I don't think I really understood exclusion from the church until I sat with some of my gay friends at the Georgia Baptist Convention meeting in Macon in 1999.  I had experienced exclusion from ordained ministry because of my gender, but I had never been taught that, simply because of who I was, God didn't love me.  I have had people leave a worship service when I got up to preach (because of my gender), but I have never been asked to leave a church because of who am.  Ever.  When the raucous crowd of 2,000 cast their vote to "disfellowship" our church because of our commitment to welcome everyone, the trauma of exclusion got real for me.  The looks on my friends' faces said it all:  If the church doesn't welcome you, if God doesn't love you, where else can you go?

Less than two years after the "disfellowshiping," I was being installed as pastor at a United Church of Christ congregation.  What a welcoming place the UCC is!  Our Congregational forebears ordained an African American man in the 1700's and a woman in the 1850's.  We ordained an openly gay man in the 1970's.  The movie, Call Me Malcolm, follows the call, education, and ordination of a transgender person.  In 2005, we were among the first mainline denominations to affirm gay marriage.  After experiencing exclusion on various levels in my "denomination of origin," it's been refreshing-life-giving-to be part of a denomination that is so welcoming and affirming of people regardless of race, gender, gender identity, or sexual orientation.

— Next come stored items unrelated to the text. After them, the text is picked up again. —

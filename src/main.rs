mod anim;
mod app;
mod debug;
mod render;
mod robot;
mod scene;

fn main() {
    env_logger::init();
    log::info!("walkbot starting up");

    if let Err(e) = app::run() {
        log::error!("Fatal error: {e}");
        std::process::exit(1);
    }
}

But now the Episcopal Church-the Episcopal Church!-has affirmed ordination of openly gay and lesbian people and are now fashioning a liturgy for same gender weddings.  As proud as I am of my own denomination-and I am proud!-to be joined on this particular journey by another mainline denomination?  It's beginning to feel as though on the issue of sexual orientation and faith, more of us are beginning to see things more inclusively.  And somehow, it feels like we're a little bit closer to realizing the kin-dom of God here on earth.

 Thanks be to God!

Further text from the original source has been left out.